Tokyo, Nov 10: Japanese telecoms carrier KDD Corp and Singapore Telecommunications Ltd said on Wednesday that they agreed on an equity alliance aimed at making them more competitive in the potentially lucrative Asian market.Under the agreement, Singapore Telecom will take a 4.99-percent stake in KDD via a third-party allotment of new shares, while KDD will take a 1.43- percent stake in its Singapore partner.
"The capital alliance....will make it possible for us to ensure steady expansion of our business, especially in Asia," KDD president Tadashi Nishimoto said in a statement.
Singapore Telecom chief executive Lee Hsien Yang said the tieup would help the two keep a leading position in the Asian region amid ongoing industry-wide realignment.
The two telecom carriers also said they would set up a fifty-fifty joint venture in April next year aimed at offering full-line telecoms services to multinational corporations.
The joint venture would invest about $350 million over five years, they added.
The news of the tieup pact came after the Tokyo market closed, but expectations that a tieup announcement was imminent pushed KDD shares up nearly three percent, or 390 yen, to a close of 14,100.Singapore Telecom's share price rose 0.02 to 3.18 Singapore dollars.
KDD said earlier on Wednesday it was also in talks with other Asian telecoms carriers as well as European and U.S. Counterparts, although no decisions had yet been made.The Japanese business daily Nihon Keizai Shimbun reported that KDD hopes to reach an agreement by the end of the year on a data-communications joint venture with Qwest Communications International of the United States.
KDD, which merged with domestic phone carrier Teleway Japan in December last year, has become a focus of attention in the sector's realignment as it is relatively small compared with other global carriers and is considered urgently in need of a foreign partner to compete in the global arena.

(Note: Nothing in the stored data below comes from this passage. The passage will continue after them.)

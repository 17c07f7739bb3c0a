//! Portfolio records: candidates, open positions, executed and skipped rows.

use chrono::NaiveDate;
use serde::{Deserialize, Serialize};
use std::fmt;

use swinglab_core::domain::{ExitReason, Outcome, SignalId, SimulatedTrade};

/// A simulated trade offered to the allocator, with its resource footprint.
#[derive(Debug, Clone, PartialEq)]
pub struct Candidate {
    pub signal_id: SignalId,
    pub trade: SimulatedTrade,
    pub qty: f64,
    pub entry_notional_usd: f64,
    pub risk_to_stop_usd: f64,
}

impl Candidate {
    pub fn new(trade: SimulatedTrade, qty: f64) -> Self {
        let signal_id = SignalId::derive(&trade.symbol, &trade.setup_name, trade.signal_ts);
        let entry_notional_usd = trade.entry_price * qty;
        let risk_to_stop_usd = (trade.entry_price - trade.stop_price).max(0.0) * qty;
        Self {
            signal_id,
            trade,
            qty,
            entry_notional_usd,
            risk_to_stop_usd,
        }
    }

    pub fn entry_ts(&self) -> NaiveDate {
        self.trade.entry_ts
    }
}

/// An admitted position, alive until a later cohort reaches its exit date.
#[derive(Debug, Clone, Copy, PartialEq)]
pub struct ActivePosition {
    pub exit_ts: NaiveDate,
    pub entry_notional_usd: f64,
    pub risk_to_stop_usd: f64,
}

impl From<&Candidate> for ActivePosition {
    fn from(c: &Candidate) -> Self {
        Self {
            exit_ts: c.trade.exit_ts,
            entry_notional_usd: c.entry_notional_usd,
            risk_to_stop_usd: c.risk_to_stop_usd,
        }
    }
}

/// Why a candidate was not admitted. Only the first failing check is reported.
#[derive(Debug, Clone, Copy, PartialEq, Eq, PartialOrd, Ord, Hash, Serialize, Deserialize)]
#[serde(rename_all = "snake_case")]
pub enum SkipReason {
    BelowMinRankScore,
    NoSlot,
    CapitalCap,
    RiskCap,
}

impl SkipReason {
    pub fn as_str(&self) -> &'static str {
        match self {
            Self::BelowMinRankScore => "below_min_rank_score",
            Self::NoSlot => "no_slot",
            Self::CapitalCap => "capital_cap",
            Self::RiskCap => "risk_cap",
        }
    }
}

impl fmt::Display for SkipReason {
    fn fmt(&self, f: &mut fmt::Formatter<'_>) -> fmt::Result {
        f.write_str(self.as_str())
    }
}

/// Open-book state at the moment a candidate was evaluated.
#[derive(Debug, Clone, Copy, Default, PartialEq, Serialize, Deserialize)]
pub struct BookSnapshot {
    pub open_slots: usize,
    pub open_exposure_usd: f64,
    pub open_risk_usd: f64,
}

#[derive(Debug, Clone, PartialEq)]
pub struct ExecutedTrade {
    pub candidate: Candidate,
    pub score: f64,
}

#[derive(Debug, Clone, PartialEq)]
pub struct SkipRecord {
    pub candidate: Candidate,
    pub score: f64,
    pub skip_reason: SkipReason,
    pub snapshot: BookSnapshot,
}

// ─── Flat CSV rows ───────────────────────────────────────────────────

/// One executed trade, flattened for the record store.
#[derive(Debug, Clone, PartialEq, Serialize, Deserialize)]
pub struct ExecutedRow {
    pub signal_id: SignalId,
    pub symbol: String,
    pub setup_name: String,
    pub signal_ts: NaiveDate,
    pub entry_ts: NaiveDate,
    pub entry_price: f64,
    pub stop_price: f64,
    pub target_price: f64,
    pub exit_ts: NaiveDate,
    pub exit_price: f64,
    pub exit_reason: ExitReason,
    pub r_multiple: f64,
    pub outcome: Outcome,
    pub qty: f64,
    pub entry_notional_usd: f64,
    pub risk_to_stop_usd: f64,
    pub rank_score: f64,
}

impl From<&ExecutedTrade> for ExecutedRow {
    fn from(e: &ExecutedTrade) -> Self {
        let c = &e.candidate;
        let t = &c.trade;
        Self {
            signal_id: c.signal_id.clone(),
            symbol: t.symbol.clone(),
            setup_name: t.setup_name.clone(),
            signal_ts: t.signal_ts,
            entry_ts: t.entry_ts,
            entry_price: t.entry_price,
            stop_price: t.stop_price,
            target_price: t.target_price,
            exit_ts: t.exit_ts,
            exit_price: t.exit_price,
            exit_reason: t.exit_reason,
            r_multiple: t.r_multiple,
            outcome: t.outcome,
            qty: c.qty,
            entry_notional_usd: c.entry_notional_usd,
            risk_to_stop_usd: c.risk_to_stop_usd,
            rank_score: e.score,
        }
    }
}

/// One skipped candidate with the failing constraint and book snapshot.
#[derive(Debug, Clone, PartialEq, Serialize, Deserialize)]
pub struct SkipRow {
    pub signal_id: SignalId,
    pub symbol: String,
    pub setup_name: String,
    pub entry_ts: NaiveDate,
    pub exit_ts: NaiveDate,
    pub r_multiple: f64,
    pub entry_notional_usd: f64,
    pub risk_to_stop_usd: f64,
    pub rank_score: f64,
    pub skip_reason: SkipReason,
    pub open_slots: usize,
    pub open_exposure_usd: f64,
    pub open_risk_usd: f64,
}

impl From<&SkipRecord> for SkipRow {
    fn from(s: &SkipRecord) -> Self {
        let c = &s.candidate;
        Self {
            signal_id: c.signal_id.clone(),
            symbol: c.trade.symbol.clone(),
            setup_name: c.trade.setup_name.clone(),
            entry_ts: c.trade.entry_ts,
            exit_ts: c.trade.exit_ts,
            r_multiple: c.trade.r_multiple,
            entry_notional_usd: c.entry_notional_usd,
            risk_to_stop_usd: c.risk_to_stop_usd,
            rank_score: s.score,
            skip_reason: s.skip_reason,
            open_slots: s.snapshot.open_slots,
            open_exposure_usd: s.snapshot.open_exposure_usd,
            open_risk_usd: s.snapshot.open_risk_usd,
        }
    }
}
//! Two-day breakout: close above the higher of the last two highs.

use crate::domain::Bar;
use crate::regime::Regime;

use super::Setup;

/// Fires when `close[i] > max(high[i-1], high[i-2])`.
/// Stop sits at `min(low[i-1], low[i-2])`.
#[derive(Debug, Clone, Copy, Default)]
pub struct TwoDayBreakout;

impl Setup for TwoDayBreakout {
    fn name(&self) -> &str {
        "TwoDayBreakout_D1"
    }

    fn min_index(&self) -> usize {
        2
    }

    fn required_regime(&self) -> Regime {
        Regime::Trend
    }

    fn trigger(&self, bars: &[Bar], i: usize) -> bool {
        if i < self.min_index() || i >= bars.len() {
            return false;
        }
        bars[i].close > bars[i - 1].high.max(bars[i - 2].high)
    }

    fn stop_price(&self, bars: &[Bar], i: usize) -> Option<f64> {
        if i < self.min_index() || i >= bars.len() {
            return None;
        }
        Some(bars[i - 1].low.min(bars[i - 2].low))
    }
}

Another factor spurring KDD to seek partners is the pending disbandment at the end of this year of international consortium World Partners, which includes both KDD and Singapore Telecom, after leading member AT&T Corp agreed to form a joint venture with British Telecommunications PlcKDD's talks with possible partners have dragged on partly because the carrier, a proud, formerly state-run company, is determined not to be swallowed up by global giants and has insisted on a deal based on equal footing, industry observers said.
But time may be running out. Analysts say that harsh rate-cutting competition and investment in a new generation of mobile phone services are biting into phone companies' profits.
After a recent series of deregulation measures in Japan's telecoms industry, KDD lost its overwhelming dominance in the international call market and its revenues were rapidly eroded by new competitors. KDD itself entered the domestic long-distance call market last year, sparking competition to cut rates. Last month, KDD warned that its group net profit for the year to next March would be about one billion yen, or only one-third of what it had predicted in May. KDD will announce its business results for the half-year to September 30 and an updated set of full-year forecasts on November 12.